После встречи дивизиона с колонной боезапаса начальник разведки тут же уехал вперёд. Людмила так и не видала его. Встречный бой под Егорлыком и все дальнейшие события представлялись ей, как в тумане. Она думала только об Андрее, который находится в ещё более опасном месте, и совершенно забывала о том, что может сама не возвратиться из этого рейда.
— Земсков в штабе, — ответил Ропак, — вы же понимаете, что все подробности нашего рейда представляют первостепенный интерес для высшего командования!
Земсков действительно был в штабе. Под диктовку майора Будакова писарь записывал сведения, которые сообщал начальник разведки.
— В семнадцать тридцать орудие сержанта Сомина сбило пикирующий бомбардировщик «Юнкерс-88», — рассказывал Земсков. — Если бы не Сомин, наш боезапас был бы взорван.

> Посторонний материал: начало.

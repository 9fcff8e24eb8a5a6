// ============================================================
// Layer 4 — Dataset Loader
// ============================================================
// Reads reading-comprehension records from disk.
//
// Two layouts are accepted:
//
//   *.json  — CMRC2018 / SQuAD nesting
//             { "data": [ { "title", "paragraphs": [ { "context",
//               "qas": [ { "id", "question",
//                          "answers": [ { "text", "answer_start" } ] } ] } ] } ] }
//
//   *.jsonl — one flat record per line
//             { "id", "title", "context", "question",
//               "answers": { "text": [...], "answer_start": [...] } }
//
// Both produce the same flat `Example` list, in file order.

use std::{
    collections::HashSet,
    fs,
    path::{Path, PathBuf},
};

use serde::Deserialize;

use crate::domain::error::{ReaderError, Result};
use crate::domain::example::{Example, GoldAnswers};
use crate::domain::traits::ExampleSource;

#[derive(Deserialize)]
struct SquadFile {
    data: Vec<Article>,
}

#[derive(Deserialize)]
struct Article {
    #[serde(default)]
    title:      String,
    paragraphs: Vec<Paragraph>,
}

#[derive(Deserialize)]
struct Paragraph {
    context: String,
    qas:     Vec<RawQuestion>,
}

#[derive(Deserialize)]
struct RawQuestion {
    id:       String,
    question: String,
    #[serde(default)]
    answers:  Vec<RawAnswer>,
}

#[derive(Deserialize)]
struct RawAnswer {
    text:         String,
    answer_start: usize,
}

/// Loads examples from a CMRC-style `.json` file or a flat `.jsonl` file.
pub struct CmrcLoader {
    path: PathBuf,
}

impl CmrcLoader {
    pub fn new(path: impl Into<PathBuf>) -> Self {
        Self { path: path.into() }
    }

    fn is_json_lines(&self) -> bool {
        self.path.extension().and_then(|e| e.to_str()) == Some("jsonl")
    }
}

impl ExampleSource for CmrcLoader {
    fn load_all(&self) -> Result<Vec<Example>> {
        let raw = fs::read_to_string(&self.path).map_err(|e| ReaderError::io(&self.path, e))?;

        let examples = if self.is_json_lines() {
            parse_json_lines(&raw, &self.path)?
        } else {
            parse_nested(&raw, &self.path)?
        };

        validate(&examples)?;

        tracing::info!("Loaded {} examples from '{}'", examples.len(), self.path.display());
        Ok(examples)
    }
}

fn parse_nested(raw: &str, path: &Path) -> Result<Vec<Example>> {
    let file: SquadFile = serde_json::from_str(raw)
        .map_err(|e| ReaderError::input_format(path.display().to_string(), e))?;

    let mut examples = Vec::new();
    for article in file.data {
        for paragraph in article.paragraphs {
            for qa in paragraph.qas {
                let (text, answer_start) = qa
                    .answers
                    .into_iter()
                    .map(|a| (a.text, a.answer_start))
                    .unzip();
                examples.push(Example {
                    id:       qa.id,
                    title:    article.title.clone(),
                    context:  paragraph.context.clone(),
                    question: qa.question,
                    answers:  GoldAnswers::new(text, answer_start),
                });
            }
        }
    }
    Ok(examples)
}

fn parse_json_lines(raw: &str, path: &Path) -> Result<Vec<Example>> {
    raw.lines()
        .enumerate()
        .filter(|(_, line)| !line.trim().is_empty())
        .map(|(n, line)| {
            serde_json::from_str::<Example>(line).map_err(|e| {
                ReaderError::input_format(format!("{}:{}", path.display(), n + 1), e)
            })
        })
        .collect()
}

/// Balanced answer lists, and ids unique across the file: windows and
/// predictions are grouped by id.
fn validate(examples: &[Example]) -> Result<()> {
    let mut seen = HashSet::with_capacity(examples.len());
    for example in examples {
        let answers = &example.answers;
        if answers.text.len() != answers.answer_start.len() {
            return Err(ReaderError::input_format(
                &example.id,
                format!(
                    "{} answer texts but {} answer starts",
                    answers.text.len(),
                    answers.answer_start.len()
                ),
            ));
        }
        if !seen.insert(example.id.as_str()) {
            return Err(ReaderError::input_format(&example.id, "duplicate example id"));
        }
    }
    Ok(())
}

Орудие открывало огонь более тридцати раз…
— Пишите, — перебил Будаков, — сбит один самолёт. Все у вас, Земсков?
— Необходимо отметить действия расчёта Сомина во время конвоирования колонны с боезапасом. Прошу отметить также, что инженер-капитан Ропак проявил большую выдержку во время налёта и потом, когда мы встретили конный патруль противника.

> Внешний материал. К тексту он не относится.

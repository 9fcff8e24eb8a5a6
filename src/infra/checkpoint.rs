// ============================================================
// Layer 6 — Checkpoint Manager
// ============================================================
// Saves and restores encoder weights with Burn's CompactRecorder.
//
// Layout of the output directory:
//
//   {output_dir}/
//     train_config.json                                   ← hyperparameters
//     tokenizer.json                                      ← tokenizer copy
//     epoch_2_valid_avg_61.0132_model_weights.mpk.gz      ← weights
//     best_checkpoint.json                                ← pointer to the best file
//     metrics.csv
//
// Weights are only written when the validation average improves,
// so the newest weights file is always the best one.
//
// CompactRecorder replaces whatever follows the last '.' with its
// own extension. The stem contains a dotted score, so any known
// recorder extension is stripped and a dummy ".bin" suffix is
// appended before handing the path over. A user-supplied `foo.mpk`
// therefore resolves to `foo.mpk.gz`, the only format loaded here.
//
// Reference: Burn Book §5 (Records and Checkpointing)

use std::{
    fs,
    path::{Path, PathBuf},
};
use burn::{
    prelude::*,
    record::{CompactRecorder, Recorder},
};
use serde::{Deserialize, Serialize};

use crate::application::train_use_case::TrainConfig;
use crate::domain::error::{ReaderError, Result};
use crate::ml::model::SpanEncoder;

const CONFIG_FILE: &str = "train_config.json";
const BEST_FILE:   &str = "best_checkpoint.json";
const WEIGHTS_EXT: &str = ".mpk.gz";
const RECORDER_EXTS: [&str; 6] = [".mpk.gz", ".json.gz", ".bin.gz", ".mpk", ".json", ".bin"];

/// Contents of `best_checkpoint.json`
#[derive(Debug, Clone, PartialEq, Serialize, Deserialize)]
pub struct BestCheckpoint {
    pub epoch:     usize,
    pub valid_avg: f64,
    /// File name of the weights, relative to the checkpoint directory
    pub weights:   String,
}

/// `epoch_{n}_valid_avg_{avg:.4}_model_weights`
pub fn weights_stem(epoch: usize, valid_avg: f64) -> String {
    format!("epoch_{epoch}_valid_avg_{valid_avg:.4}_model_weights")
}

/// Path handed to the recorder for a weights file: any recorder
/// extension stripped, dummy suffix added.
fn recorder_path(weights: &Path) -> PathBuf {
    let name = weights.to_string_lossy();
    let stem = RECORDER_EXTS
        .iter()
        .find_map(|ext| name.strip_suffix(ext))
        .unwrap_or(&*name);
    PathBuf::from(format!("{stem}.bin"))
}

/// The file CompactRecorder actually reads for `weights`.
fn resolved_weights(weights: &Path) -> PathBuf {
    recorder_path(weights).with_extension(&WEIGHTS_EXT[1..])
}

pub struct CheckpointManager {
    dir: PathBuf,
}

impl CheckpointManager {
    /// Creates the directory if it does not exist yet.
    pub fn new(dir: impl AsRef<Path>) -> Result<Self> {
        let dir = dir.as_ref().to_path_buf();
        fs::create_dir_all(&dir).map_err(|e| ReaderError::io(&dir, e))?;
        Ok(Self { dir })
    }

    /// Write the weights for `epoch` and point `best_checkpoint.json` at them.
    /// Returns the path of the weights file.
    pub fn save_weights<B: Backend>(
        &self,
        model:     &SpanEncoder<B>,
        epoch:     usize,
        valid_avg: f64,
    ) -> Result<PathBuf> {
        let stem = weights_stem(epoch, valid_avg);
        let file = self.dir.join(format!("{stem}{WEIGHTS_EXT}"));

        CompactRecorder::new()
            .record(model.clone().into_record(), recorder_path(&file))
            .map_err(|e| {
                ReaderError::Checkpoint(format!("cannot save '{}': {e}", file.display()))
            })?;

        let best = BestCheckpoint {
            epoch,
            valid_avg,
            weights: format!("{stem}{WEIGHTS_EXT}"),
        };
        self.write_json(BEST_FILE, &best)?;

        tracing::debug!("Saved weights to '{}'", file.display());
        Ok(file)
    }

    /// Load weights into `model`. With no explicit file, the one named in
    /// `best_checkpoint.json` is used.
    pub fn load_weights<B: Backend>(
        &self,
        model:   SpanEncoder<B>,
        weights: Option<&Path>,
        device:  &B::Device,
    ) -> Result<SpanEncoder<B>> {
        let file = match weights {
            Some(path) => path.to_path_buf(),
            None       => self.dir.join(self.best()?.weights),
        };
        let resolved = resolved_weights(&file);
        if !resolved.is_file() {
            return Err(ReaderError::Checkpoint(format!(
                "'{}' resolves to '{}', which does not exist (weights must be {WEIGHTS_EXT})",
                file.display(),
                resolved.display()
            )));
        }
        tracing::info!("Loading weights from '{}'", resolved.display());

        let record = CompactRecorder::new()
            .load(recorder_path(&file), device)
            .map_err(|e| {
                ReaderError::Checkpoint(format!("cannot load '{}': {e}", file.display()))
            })?;

        Ok(model.load_record(record))
    }

    pub fn best(&self) -> Result<BestCheckpoint> {
        self.read_json(BEST_FILE).map_err(|e| match e {
            ReaderError::Io { .. } => ReaderError::Checkpoint(format!(
                "no '{BEST_FILE}' in '{}'; has a training run saved any weights?",
                self.dir.display()
            )),
            other => other,
        })
    }

    /// Must be written before training so evaluation can rebuild the encoder.
    pub fn save_config(&self, cfg: &TrainConfig) -> Result<()> {
        self.write_json(CONFIG_FILE, cfg)
    }

    pub fn load_config(&self) -> Result<TrainConfig> {
        self.read_json(CONFIG_FILE)
    }

    fn write_json<T: Serialize>(&self, name: &str, value: &T) -> Result<()> {
        let path = self.dir.join(name);
        let json = serde_json::to_string_pretty(value)
            .map_err(|e| ReaderError::Checkpoint(format!("cannot serialise '{name}': {e}")))?;
        fs::write(&path, json).map_err(|e| ReaderError::io(&path, e))
    }

    fn read_json<T: for<'de> Deserialize<'de>>(&self, name: &str) -> Result<T> {
        let path = self.dir.join(name);
        let json = fs::read_to_string(&path).map_err(|e| ReaderError::io(&path, e))?;
        serde_json::from_str(&json)
            .map_err(|e| ReaderError::Checkpoint(format!("corrupt '{}': {e}", path.display())))
    }
}

#[cfg(test)]
mod tests {
    use super::*;
    use tempfile::TempDir;

    #[test]
    fn test_weights_stem_format() {
        assert_eq!(weights_stem(3, 61.01315), "epoch_3_valid_avg_61.0132_model_weights");
        assert_eq!(weights_stem(1, 0.0), "epoch_1_valid_avg_0.0000_model_weights");
    }

    #[test]
    fn test_recorder_path_survives_dotted_score() {
        let p = recorder_path(Path::new("out/epoch_1_valid_avg_51.6610_model_weights.mpk.gz"));
        assert_eq!(p, PathBuf::from("out/epoch_1_valid_avg_51.6610_model_weights.bin"));
        // the recorder swaps ".bin" for its own extension
        assert_eq!(
            p.with_extension("mpk.gz"),
            PathBuf::from("out/epoch_1_valid_avg_51.6610_model_weights.mpk.gz"),
        );

        let p = recorder_path(Path::new("out/custom"));
        assert_eq!(p, PathBuf::from("out/custom.bin"));
    }

    #[test]
    fn test_recorder_path_strips_other_extensions() {
        for name in ["w.mpk", "w.mpk.gz", "w.bin", "w.json.gz"] {
            assert_eq!(recorder_path(Path::new(name)), PathBuf::from("w.bin"), "{name}");
            assert_eq!(resolved_weights(Path::new(name)), PathBuf::from("w.mpk.gz"), "{name}");
        }
        assert_eq!(
            resolved_weights(Path::new("epoch_2_valid_avg_7.5000_model_weights.mpk")),
            PathBuf::from("epoch_2_valid_avg_7.5000_model_weights.mpk.gz"),
        );
    }

    #[test]
    fn test_load_weights_reports_resolved_path() {
        use crate::ml::model::SpanEncoderConfig;
        type TestBackend = burn::backend::NdArray;

        let dir    = TempDir::new().unwrap();
        let mgr    = CheckpointManager::new(dir.path()).unwrap();
        let device = Default::default();
        let model  = SpanEncoderConfig::new(8, 4, 4, 1, 1, 8, 0.0).init::<TestBackend>(&device);

        let err = mgr
            .load_weights(model, Some(dir.path().join("foo.mpk").as_path()), &device)
            .unwrap_err();
        assert!(matches!(err, ReaderError::Checkpoint(_)));
        assert!(err.to_string().contains("foo.mpk.gz"), "{err}");
    }

    #[test]
    fn test_weights_roundtrip_through_mpk_name() {
        use crate::ml::model::SpanEncoderConfig;
        type TestBackend = burn::backend::NdArray;

        let dir    = TempDir::new().unwrap();
        let mgr    = CheckpointManager::new(dir.path()).unwrap();
        let device = Default::default();
        let cfg    = SpanEncoderConfig::new(8, 4, 4, 1, 1, 8, 0.0);

        let saved = mgr.save_weights(&cfg.init::<TestBackend>(&device), 1, 12.5).unwrap();
        assert!(saved.is_file());

        // the same file, named without the ".gz"
        let plain = saved.to_string_lossy().trim_end_matches(".gz").to_string();
        let loaded = mgr.load_weights(cfg.init::<TestBackend>(&device), Some(Path::new(&plain)), &device);
        assert!(loaded.is_ok());
        // and through best_checkpoint.json
        assert!(mgr.load_weights(cfg.init::<TestBackend>(&device), None, &device).is_ok());
    }

    #[test]
    fn test_config_roundtrip() {
        let dir = TempDir::new().unwrap();
        let mgr = CheckpointManager::new(dir.path().join("run")).unwrap();

        let mut cfg = TrainConfig::default();
        cfg.epochs  = 2;
        cfg.stride  = 64;
        mgr.save_config(&cfg).unwrap();

        let back = mgr.load_config().unwrap();
        assert_eq!(back.epochs, 2);
        assert_eq!(back.stride, 64);
        assert_eq!(back.max_length, cfg.max_length);
    }

    #[test]
    fn test_best_pointer_missing_is_checkpoint_error() {
        let dir = TempDir::new().unwrap();
        let mgr = CheckpointManager::new(dir.path()).unwrap();
        assert!(matches!(mgr.best(), Err(ReaderError::Checkpoint(_))));
    }

    #[test]
    fn test_best_pointer_roundtrip() {
        let dir  = TempDir::new().unwrap();
        let mgr  = CheckpointManager::new(dir.path()).unwrap();
        let best = BestCheckpoint {
            epoch:     4,
            valid_avg: 72.5,
            weights:   format!("{}{WEIGHTS_EXT}", weights_stem(4, 72.5)),
        };
        mgr.write_json(BEST_FILE, &best).unwrap();
        assert_eq!(mgr.best().unwrap(), best);
    }
}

Земсков не сказал о том, что этот патруль был уничтожен только благодаря его собственной смелости и находчивости. Но Будакова не интересовали никакие проявления героизма. Он уже хотел отпустить Земскова, когда в штабной фургон взобрался Ропак.
— Александр Иванович, я пришёл специально, чтобы, как начальник боепитания, доложить вам об исключительной смелости и упорстве, проявленных лейтенантом Земсковым.

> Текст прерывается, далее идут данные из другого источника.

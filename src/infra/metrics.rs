// ============================================================
// Layer 6 — Metrics Logger
// ============================================================
// Appends one CSV row per epoch to {output_dir}/metrics.csv:
//
//   epoch,train_loss,valid_f1,valid_em,valid_avg
//   1,3.124500,61.204100,42.118000,51.661050
//   2,2.290100,70.854300,51.172000,61.013150
//
// The header is written only when the file is created, so
// repeated runs in the same directory keep appending.

use std::{
    fs::{self, OpenOptions},
    io::Write,
    path::{Path, PathBuf},
};
use serde::{Deserialize, Serialize};

use crate::domain::error::{ReaderError, Result};
use crate::infra::evaluator::EvalScores;

const HEADER: &str = "epoch,train_loss,valid_f1,valid_em,valid_avg";

/// One row of metrics for a single training epoch
#[derive(Debug, Clone, Serialize, Deserialize)]
pub struct EpochMetrics {
    /// Starts at 1
    pub epoch:      usize,
    /// Mean training loss over the epoch
    pub train_loss: f64,
    pub f1:         f64,
    pub em:         f64,
    pub avg:        f64,
}

impl EpochMetrics {
    pub fn new(epoch: usize, train_loss: f64, scores: &EvalScores) -> Self {
        Self { epoch, train_loss, f1: scores.f1, em: scores.em, avg: scores.avg }
    }

    /// Strictly better than the best validation average seen so far
    pub fn is_improvement(&self, best_avg: f64) -> bool {
        self.avg > best_avg
    }

    fn csv_row(&self) -> String {
        format!(
            "{},{:.6},{:.6},{:.6},{:.6}",
            self.epoch, self.train_loss, self.f1, self.em, self.avg,
        )
    }
}

pub struct MetricsLogger {
    csv_path: PathBuf,
}

impl MetricsLogger {
    /// Create the directory and write the header if the CSV is new.
    pub fn new(dir: impl AsRef<Path>) -> Result<Self> {
        let dir = dir.as_ref();
        fs::create_dir_all(dir).map_err(|e| ReaderError::io(dir, e))?;

        let csv_path = dir.join("metrics.csv");
        if !csv_path.exists() {
            fs::write(&csv_path, format!("{HEADER}\n"))
                .map_err(|e| ReaderError::io(&csv_path, e))?;
            tracing::debug!("Created metrics CSV: '{}'", csv_path.display());
        }

        Ok(Self { csv_path })
    }

    pub fn log(&self, m: &EpochMetrics) -> Result<()> {
        let mut f = OpenOptions::new()
            .append(true)
            .open(&self.csv_path)
            .map_err(|e| ReaderError::io(&self.csv_path, e))?;

        writeln!(f, "{}", m.csv_row()).map_err(|e| ReaderError::io(&self.csv_path, e))?;

        tracing::debug!(
            "Logged epoch {} metrics: train_loss={:.4}, valid_avg={:.4}",
            m.epoch,
            m.train_loss,
            m.avg,
        );
        Ok(())
    }

    pub fn csv_path(&self) -> &Path {
        &self.csv_path
    }
}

Будаков тщательно расправил свои усы:
— Вы, товарищи командиры, сговорились, что ли, расхваливать друг друга? Ну, какие там ещё геройские подвиги?
Слушая рассказ инженера, Будаков нетерпеливо постукивал карандашиком по столу. Земсков попросил разрешения уйти и выпрыгнул из штабного фургона. Он чуть не сбил с ног Шубину.
— Людмила! Давно вас не видел! Ну, как вам все это нравится? Хорошо хоть со мной не поехали.
Людмила ждала, что Андрей скажет ей что-нибудь ещё, но Земскову было не до неё. Он был возмущён тем, как безразлично отнёсся начальник штаба ко всему, что ему было доложено.
В фургоне раздавались короткие очереди пишущей машинки, прерываемые неторопливым баском Будакова.
«Он мне ещё не раз напакостит, — подумал Земсков, — ну, да черт с ним. Моё дело — разведка».
Людмила все ещё стояла рядом.
— Вы сюда? — спросил лейтенант.
Она пришла специально, чтобы его увидеть, побежала стремглав, как только освободилась в санчасти, а он даже внимания на неё не обращает. Людмила ответила с деланой небрежностью:
— Да, сюда, к Александру Ивановичу.
— А! — сказал Земсков. — Ну, я пошёл.
Людмила осталась стоять у штабного фургона. Из двери высунулась длинная голова Будакова:
— Пожалуйте, Людмила Васильевна!
Людмила подумала и вошла, но как только майор отослал писаря, она тоже поднялась, вытянув руки по швам:
— Разрешите идти, товарищ майор? — и, не дожидаясь разрешения, выпрыгнула из фургона.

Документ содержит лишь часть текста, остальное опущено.